(What needs to be done) Start with the first line of the data and end with the line that holds "acting ghost's channel"; write out each one exactly.

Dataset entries
● ● ● ● ● ● ●
//! Handlers for events that roll dice: checks, attacks, and DM-defined
//! event checks.

use dg_character::domain::aggregates::Ghost;
use dg_core::error::DomainError;
use dg_rules::DiceExpression;
use dg_session::domain::event_definition::{EventAbilityUsage, EventDefinition};
use serde_json::json;
use uuid::Uuid;

use super::context::{EventContext, Outcome};
use crate::domain::events::{Attack, EventCheck, EventClose, EventDefine, SkillCheck};

fn ensure_in_play(ctx: &EventContext<'_>, attempted: &'static str) -> Result<(), DomainError> {
    ctx.game.ensure_active(attempted)?;
    ctx.session()?.ensure_active(attempted)
}

async fn acting_ghost(
    ctx: &mut EventContext<'_>,
    ghost_id: Option<Uuid>,
) -> Result<Option<Ghost>, DomainError> {
    if let Some(ghost_id) = ghost_id {
        let ghost = ctx.load_ghost(ghost_id).await?;
        ctx.require_ghost_controller(&ghost).await?;
        return Ok(Some(ghost));
    }
    match ctx.player.as_ref().and_then(|p| p.active_patient_id) {
        Some(patient_id) => ctx.uow.find_ghost_by_patient(patient_id).await,
        None => Ok(None),
    }
}

/// `skill_check`: rolls the game's dice, plus the acting ghost's channel
/// when a color is named, against the supplied difficulty.
pub(crate) async fn skill_check(
    ctx: &mut EventContext<'_>,
    payload: SkillCheck,
) -> Result<Outcome, DomainError> {
    ensure_in_play(ctx, "skill_check")?;
    let ghost = match payload.color {
        Some(_) => acting_ghost(ctx, payload.ghost_id).await?,
        None => None,
    };
    let bonus = match (payload.color, ghost.as_ref()) {
        (Some(color), Some(ghost)) => ghost.channel(color),
        _ => 0,
    };

    let dice = ctx.game_dice()?;
    let check = ctx.check(&dice, bonus, payload.difficulty)?;

    Ok(Outcome::new(json!({
        "roll_total": check.roll.total,
        "check_success": check.success,
        "difficulty": check.difficulty,
        "modifier": check.roll.modifier,
        "expression": check.roll.expression,
        "color": payload.color,
        "ghost_id": ghost.as_ref().map(|g| g.id),
        "context": payload.context,
    }))
    .with_rolls(check.roll.rolls))
}

/// `attack`: a hit roll against the difficulty, then damage to the target.
pub(crate) async fn attack(
    ctx: &mut EventContext<'_>,
    payload: Attack,
) -> Result<Outcome, DomainError> {
    ensure_in_play(ctx, "attack")?;
    if payload.attacker_ghost_id == payload.target_ghost_id {
        return Err(DomainError::Validation("a ghost cannot attack itself".to_owned()));
    }
    let damage_dice = payload
        .damage
        .as_deref()
        .map(DiceExpression::parse)
        .transpose()?;
    let attacker = ctx.load_ghost(payload.attacker_ghost_id).await?;
    ctx.require_ghost_controller(&attacker).await?;
    let mut target = ctx.load_ghost(payload.target_ghost_id).await?;
    if target.hp == 0 {
        return Err(DomainError::InvalidState(format!(
            "ghost {} has no HP left",
            target.id
        )));
    }

    let bonus = payload.color_used.map_or(0, |color| attacker.channel(color));
    let difficulty = payload.difficulty.unwrap_or(ctx.config.attack_difficulty);
    let dice = ctx.game_dice()?;
    let check = ctx.check(&dice, bonus, difficulty)?;
    let mut rolls = check.roll.rolls.clone();

    let damage = if check.success {
        let amount = match damage_dice {
            Some(expression) => {
                let damage_roll = ctx.roll(&expression)?;
                rolls.extend(damage_roll.rolls);
                damage_roll.total.max(0)
            }
            None => ctx.config.attack_damage,
        };
        target.take_damage(amount);
        ctx.uow.save_ghost(&target).await?;
        Some(amount)
    } else {
        None
    };

    Ok(Outcome::new(json!({
        "hit": check.success,
        "roll_total": check.roll.total,
        "difficulty": difficulty,
        "damage": damage,
        "attacker_ghost_id": attacker.id,
        "target_ghost_id": target.id,
        "color_used": payload.color_used,
        "target_hp_after": target.hp,
    }))
    .with_rolls(rolls))
}

/// `event_define`: the target total is given, or rolled from the expression.
pub(crate) async fn event_define(
    ctx: &mut EventContext<'_>,
    payload: EventDefine,
) -> Result<Outcome, DomainError> {
    ctx.session()?.ensure_active("define an event in")?;
    let name = payload.name.trim();
    if name.is_empty() {
        return Err(DomainError::Validation("event name must not be empty".to_owned()));
    }
    let expression = DiceExpression::parse(&payload.expression)?;
    let (target_roll_total, target_roll_detail) = match payload.target_roll_total {
        Some(total) => (total, None),
        None => {
            let target = ctx.roll(&expression)?;
            (target.total, Some(target.rolls))
        }
    };

    let definition = EventDefinition {
        id: Uuid::new_v4(),
        session_id: ctx.session()?.id,
        game_id: ctx.game.id,
        name: name.to_owned(),
        expression: expression.to_string(),
        color_restriction: payload.color_restriction,
        target_roll_total,
        target_roll_detail: target_roll_detail.clone(),
        is_active: true,
        created_by: Some(ctx.actor_id),
        created_at: ctx.now,
    };
    ctx.uow.insert_event_definition(&definition).await?;

    let outcome = Outcome::new(json!({
        "event_def_id": definition.id,
        "name": definition.name,
        "expression": definition.expression,
        "color_restriction": definition.color_restriction,
        "target_roll_total": definition.target_roll_total,
    }));
    Ok(match target_roll_detail {
        Some(rolls) => outcome.with_rolls(rolls),
        None => outcome,
    })
}

async fn session_event(
    ctx: &mut EventContext<'_>,
    event_def_id: Uuid,
) -> Result<EventDefinition, DomainError> {
    let session_id = ctx.session()?.id;
    ctx.uow
        .find_event_definition(event_def_id)
        .await?
        .filter(|d| d.session_id == session_id)
        .ok_or_else(|| DomainError::not_found("event_definition", event_def_id))
}

/// `event_check`: spends one use of a ghost's ability on an open event and
/// rolls the game's dice plus the ghost's channel for the ability color.
pub(crate) async fn event_check(
    ctx: &mut EventContext<'_>,
    payload: EventCheck,
) -> Result<Outcome, DomainError> {
    ensure_in_play(ctx, "event_check")?;
    let definition = session_event(ctx, payload.event_def_id).await?;
    let mut ghost = ctx.load_ghost(payload.ghost_id).await?;
    ctx.require_ghost_controller(&ghost).await?;

    let ghost_id = ghost.id;
    let ability = ghost.ability_mut(payload.ability_id).ok_or_else(|| {
        DomainError::Validation(format!(
            "ability {} does not belong to ghost {ghost_id}",
            payload.ability_id
        ))
    })?;
    definition.admit(ability.color)?;
    ability.spend()?;
    let color = ability.color;
    let ability_count_after = ability.ability_count;

    ctx.uow
        .insert_ability_usage(&EventAbilityUsage {
            id: Uuid::new_v4(),
            event_def_id: definition.id,
            ghost_id,
            ability_id: payload.ability_id,
            used_at: ctx.now,
        })
        .await?;
    ctx.uow.save_ghost(&ghost).await?;

    let dice = ctx.game_dice()?;
    let check = ctx.check(&dice, ghost.channel(color), definition.target_roll_total)?;

    Ok(Outcome::new(json!({
        "event_def_id": definition.id,
        "event_name": definition.name,
        "ghost_id": ghost_id,
        "ability_id": payload.ability_id,
        "color": color,
        "roll_total": check.roll.total,
        "target_roll_total": definition.target_roll_total,
        "check_success": check.success,
        "ability_count_after": ability_count_after,
    }))
    .with_rolls(check.roll.rolls))
}

/// `event_close`.
pub(crate) async fn event_close(
    ctx: &mut EventContext<'_>,
    payload: EventClose,
) -> Result<Outcome, DomainError> {
    let mut definition = session_event(ctx, payload.event_def_id).await?;
    definition.close()?;
    ctx.uow.update_event_definition(&definition).await?;
    Ok(Outcome::new(json!({
        "event_def_id": definition.id,
        "is_active": definition.is_active,
    })))
}
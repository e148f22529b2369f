//! API error types.

use axum::Json;
use axum::http::StatusCode;
use axum::response::{IntoResponse, Response};
use dg_core::error::DomainError;
use dg_store::error::StoreError;
use serde::Serialize;
use thiserror::Error;

/// Startup and runtime errors for the API server.
#[derive(Debug, Error)]
pub enum AppError {
    /// A required environment variable is missing or invalid.
    #[error("configuration error: {0}")]
    Config(String),

    /// Database connection, pool or migration error.
    #[error("store error: {0}")]
    Store(#[from] StoreError),

    /// Tracing or span export could not be set up.
    #[error("telemetry error: {0}")]
    Telemetry(String),

    /// Network binding or I/O error.
    #[error("server error: {0}")]
    Server(#[from] std::io::Error),
}

/// JSON body returned for error responses.
#[derive(Debug, Serialize)]
pub struct ErrorBody {
    /// Machine-readable error code.
    pub error: &'static str,
    /// Human-readable error message.
    pub message: String,
}

/// HTTP-layer wrapper around `DomainError` that implements `IntoResponse`.
#[derive(Debug)]
pub struct ApiError(pub DomainError);

impl From<DomainError> for ApiError {
    fn from(err: DomainError) -> Self {
        Self(err)
    }
}

impl IntoResponse for ApiError {
    fn into_response(self) -> Response {
        let (status, error_code) = match &self.0 {
            DomainError::NotFound { .. } => (StatusCode::NOT_FOUND, "not_found"),
            DomainError::Conflict(_) => (StatusCode::CONFLICT, "conflict"),
            DomainError::InvalidTransition { .. } => (StatusCode::CONFLICT, "invalid_transition"),
            DomainError::UnsupportedEvent(_) => (StatusCode::BAD_REQUEST, "unsupported_event"),
            DomainError::Unauthorized(_) => (StatusCode::UNAUTHORIZED, "unauthorized"),
            DomainError::Forbidden(_) => (StatusCode::FORBIDDEN, "forbidden"),
            DomainError::Validation(_) => (StatusCode::BAD_REQUEST, "validation_error"),
            DomainError::InvalidState(_) => (StatusCode::CONFLICT, "invalid_state"),
            DomainError::Infrastructure(_) => {
                (StatusCode::INTERNAL_SERVER_ERROR, "infrastructure_error")
            }
        };

        let body = ErrorBody {
            error: error_code,
            message: self.0.to_string(),
        };

        (status, Json(body)).into_response()
    }
}

#[cfg(test)]
mod tests {
    use super::*;
    use axum::http::StatusCode;
    use uuid::Uuid;

    fn status_of(err: DomainError) -> StatusCode {
        let response = ApiError(err).into_response();
        response.status()
    }

    #[test]
    fn test_not_found_maps_to_404() {
        assert_eq!(
            status_of(DomainError::not_found("game", Uuid::new_v4())),
            StatusCode::NOT_FOUND
        );
    }

    #[test]
    fn test_conflict_and_transition_map_to_409() {
        assert_eq!(
            status_of(DomainError::Conflict("scope held".into())),
            StatusCode::CONFLICT
        );
        assert_eq!(
            status_of(DomainError::InvalidTransition {
                entity: "session",
                id: Uuid::new_v4(),
                from: "ended".into(),
                attempted: "resume",
            }),
            StatusCode::CONFLICT
        );
        assert_eq!(
            status_of(DomainError::InvalidState("no uses left".into())),
            StatusCode::CONFLICT
        );
    }

    #[test]
    fn test_bad_input_maps_to_400() {
        assert_eq!(
            status_of(DomainError::Validation("bad input".into())),
            StatusCode::BAD_REQUEST
        );
        assert_eq!(
            status_of(DomainError::UnsupportedEvent("teleport".into())),
            StatusCode::BAD_REQUEST
        );
    }

    #[test]
    fn test_actor_errors_map_to_401_and_403() {
        assert_eq!(
            status_of(DomainError::Unauthorized("no player".into())),
            StatusCode::UNAUTHORIZED
        );
        assert_eq!(
            status_of(DomainError::Forbidden("not the DM".into())),
            StatusCode::FORBIDDEN
        );
    }

    #[test]
    fn test_infrastructure_maps_to_500() {
        assert_eq!(
            status_of(DomainError::Infrastructure("db down".into())),
            StatusCode::INTERNAL_SERVER_ERROR
        );
    }
}
//! Wall-clock seam.
//!
//! Every stored timestamp (`created_at`, `joined_at`, `started_at`,
//! `ended_at`, `redeemed_at`, timeline rows) is read from a `Clock`.

use chrono::{DateTime, Utc};

/// Source of the current instant.
pub trait Clock: Send + Sync {
    /// Returns the current time.
    fn now(&self) -> DateTime<Utc>;
}

/// Clock backed by the host's UTC time.
#[derive(Debug, Clone, Copy, Default)]
pub struct SystemClock;

impl Clock for SystemClock {
    fn now(&self) -> DateTime<Utc> {
        Utc::now()
    }
}

#[cfg(test)]
mod tests {
    use super::*;

    #[test]
    fn test_system_clock_moves_forward() {
        let clock = SystemClock;
        let first = clock.now();
        assert!(clock.now() >= first);
    }
}
//! The event dispatcher.
//!
//! `dispatch` runs one event end to end: decode against the registry,
//! open a unit of work, lock the game, check the actor, run the handler,
//! append the timeline entry, commit. Any error before the commit drops the
//! unit of work and leaves no trace.

use std::sync::{Arc, Mutex};

use dg_core::clock::Clock;
use dg_core::command::Command;
use dg_core::error::DomainError;
use dg_core::rng::DeterministicRng;
use dg_core::timeline::{TimelineEvent, next_seq, stream_id};
use dg_game::domain::config::GameConfig;
use tracing::{error, info, instrument, warn};
use uuid::Uuid;

use super::context::{EventContext, Outcome};
use super::{character_handlers, game_handlers, resolution_handlers, session_handlers};
use crate::domain::events::{DispatchResult, EventPayload, EventScope, EventType, GameEvent};
use crate::store::{Store, UnitOfWork};

/// Routes game events to their handlers.
#[derive(Clone)]
pub struct Dispatcher {
    store: Arc<dyn Store>,
    clock: Arc<dyn Clock>,
    rng: Arc<Mutex<dyn DeterministicRng + Send>>,
}

impl Dispatcher {
    /// Creates a dispatcher over the given store, clock and random source.
    #[must_use]
    pub fn new(
        store: Arc<dyn Store>,
        clock: Arc<dyn Clock>,
        rng: Arc<Mutex<dyn DeterministicRng + Send>>,
    ) -> Self {
        Self { store, clock, rng }
    }

    /// Applies one event atomically and returns its result.
    ///
    /// # Errors
    ///
    /// - `UnsupportedEvent` / `Validation` for an unknown or malformed
    ///   payload, before anything is touched.
    /// - `Unauthorized` when no acting user is given, `Forbidden` when the
    ///   user does not take part in the game or lacks the role.
    /// - `NotFound`, `Conflict`, `InvalidTransition`, `InvalidState` from
    ///   the handler.
    /// - `Infrastructure` when the store fails.
    #[instrument(
        skip(self, event),
        fields(
            game_id = %event.game_id,
            session_id = ?event.session_id,
            correlation_id = %event.correlation_id(),
            event_type = tracing::field::Empty,
        )
    )]
    pub async fn dispatch(&self, event: GameEvent) -> Result<DispatchResult, DomainError> {
        let event_type = event.event_type()?;
        tracing::Span::current().record("event_type", event_type.as_str());
        let payload = event.decode()?;
        let actor_id = event.player_id.ok_or_else(|| {
            DomainError::Unauthorized("player_id or user_id is required".to_owned())
        })?;

        let mut uow = self.store.begin().await?;
        match self
            .apply(&mut *uow, &event, event_type, payload, actor_id)
            .await
        {
            Ok(result) => {
                uow.commit().await?;
                info!(actor_id = %actor_id, "event applied");
                Ok(result)
            }
            Err(err) => {
                if let Err(rollback_err) = uow.rollback().await {
                    error!(error = %rollback_err, "rollback failed");
                }
                if err.is_infrastructure() {
                    error!(error = %err, "event failed");
                } else {
                    warn!(error = %err, "event rejected");
                }
                Err(err)
            }
        }
    }

    async fn apply(
        &self,
        uow: &mut dyn UnitOfWork,
        event: &GameEvent,
        event_type: EventType,
        payload: EventPayload,
        actor_id: Uuid,
    ) -> Result<DispatchResult, DomainError> {
        let game = uow.lock_game(event.game_id).await?;
        let config = GameConfig::from_value(game.config.as_ref())?;

        let player = uow.find_game_player(game.id, actor_id).await?;
        if event_type != EventType::PlayerJoin {
            let participant = player.as_ref().ok_or_else(|| {
                DomainError::Forbidden(format!(
                    "user {actor_id} does not take part in game {}",
                    game.id
                ))
            })?;
            if event_type.dm_only() && !participant.is_dm() {
                return Err(DomainError::Forbidden(format!(
                    "{event_type} requires the DM role"
                )));
            }
        }

        let session = match event.session_id {
            Some(session_id) => Some(
                uow.find_session(session_id)
                    .await?
                    .filter(|s| s.game_id == game.id)
                    .ok_or_else(|| DomainError::not_found("session", session_id))?,
            ),
            None if event_type.scope() == EventScope::Session => {
                return Err(DomainError::Validation(format!(
                    "{event_type} requires session_id"
                )));
            }
            None => None,
        };

        let game_id = game.id;
        let now = self.clock.now();
        let mut ctx = EventContext {
            uow: &mut *uow,
            game,
            config,
            actor_id,
            player,
            session,
            rng: &*self.rng,
            now,
        };
        let outcome = route(&mut ctx, payload).await?;
        let session_id = outcome
            .session_id
            .or_else(|| ctx.session.as_ref().map(|s| s.id));

        let seq = next_seq(uow.last_seq(stream_id(game_id, session_id)).await?);
        let entry = TimelineEvent {
            id: Uuid::new_v4(),
            game_id,
            session_id,
            seq,
            event_type: event_type.as_str().to_owned(),
            actor_id: Some(actor_id),
            data: event.payload.clone(),
            result: outcome.data.clone(),
            narrative: event.narrative.clone(),
            created_at: now,
        };
        uow.append_timeline(&entry).await?;

        Ok(DispatchResult {
            success: true,
            event_type: entry.event_type,
            data: outcome.data,
            rolls: outcome.rolls,
            narrative: entry.narrative,
        })
    }
}

async fn route(ctx: &mut EventContext<'_>, payload: EventPayload) -> Result<Outcome, DomainError> {
    match payload {
        EventPayload::PlayerJoin(p) => game_handlers::player_join(ctx, p).await,
        EventPayload::GameStart(_) => game_handlers::game_start(ctx).await,
        EventPayload::GamePause(_) => game_handlers::game_pause(ctx).await,
        EventPayload::GameResume(_) => game_handlers::game_resume(ctx).await,
        EventPayload::GameEnd(_) => game_handlers::game_end(ctx).await,
        EventPayload::SessionStart(p) => session_handlers::session_start(ctx, p).await,
        EventPayload::SessionPause(_) => session_handlers::session_pause(ctx).await,
        EventPayload::SessionResume(_) => session_handlers::session_resume(ctx).await,
        EventPayload::SessionEnd(_) => session_handlers::session_end(ctx).await,
        EventPayload::SessionAddPlayer(p) => session_handlers::session_add_player(ctx, p).await,
        EventPayload::SessionRemovePlayer(p) => {
            session_handlers::session_remove_player(ctx, p).await
        }
        EventPayload::SkillCheck(p) => resolution_handlers::skill_check(ctx, p).await,
        EventPayload::Attack(p) => resolution_handlers::attack(ctx, p).await,
        EventPayload::EventDefine(p) => resolution_handlers::event_define(ctx, p).await,
        EventPayload::EventCheck(p) => resolution_handlers::event_check(ctx, p).await,
        EventPayload::EventClose(p) => resolution_handlers::event_close(ctx, p).await,
        EventPayload::Move(p) => character_handlers::move_patient(ctx, p).await,
        EventPayload::FragmentGrant(p) => character_handlers::fragment_grant(ctx, p).await,
        EventPayload::FragmentRedeem(p) => character_handlers::fragment_redeem(ctx, p).await,
        EventPayload::ArchiveUnlock(p) => character_handlers::archive_unlock(ctx, p).await,
        EventPayload::OriginUnlock(p) => character_handlers::origin_unlock(ctx, p).await,
        EventPayload::BuffApply(p) => character_handlers::buff_apply(ctx, p).await,
        EventPayload::CommRequest(p) => character_handlers::comm_request(ctx, p).await,
        EventPayload::CommAccept(p) => character_handlers::comm_accept(ctx, p).await,
        EventPayload::CommReject(p) => character_handlers::comm_reject(ctx, p).await,
        EventPayload::CommCancel(p) => character_handlers::comm_cancel(ctx, p).await,
    }
}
● ● ● ● ● ● ●
(Response to the exercise)
//! Handlers for events that roll dice: checks, attacks, and DM-defined
//! event checks.

use dg_character::domain::aggregates::Ghost;
use dg_core::error::DomainError;
use dg_rules::DiceExpression;
use dg_session::domain::event_definition::{EventAbilityUsage, EventDefinition};
use serde_json::json;
use uuid::Uuid;

use super::context::{EventContext, Outcome};
use crate::domain::events::{Attack, EventCheck, EventClose, EventDefine, SkillCheck};

fn ensure_in_play(ctx: &EventContext<'_>, attempted: &'static str) -> Result<(), DomainError> {
    ctx.game.ensure_active(attempted)?;
    ctx.session()?.ensure_active(attempted)
}

async fn acting_ghost(
    ctx: &mut EventContext<'_>,
    ghost_id: Option<Uuid>,
) -> Result<Option<Ghost>, DomainError> {
    if let Some(ghost_id) = ghost_id {
        let ghost = ctx.load_ghost(ghost_id).await?;
        ctx.require_ghost_controller(&ghost).await?;
        return Ok(Some(ghost));
    }
    match ctx.player.as_ref().and_then(|p| p.active_patient_id) {
        Some(patient_id) => ctx.uow.find_ghost_by_patient(patient_id).await,
        None => Ok(None),
    }
}

/// `skill_check`: rolls the game's dice, plus the acting ghost's channel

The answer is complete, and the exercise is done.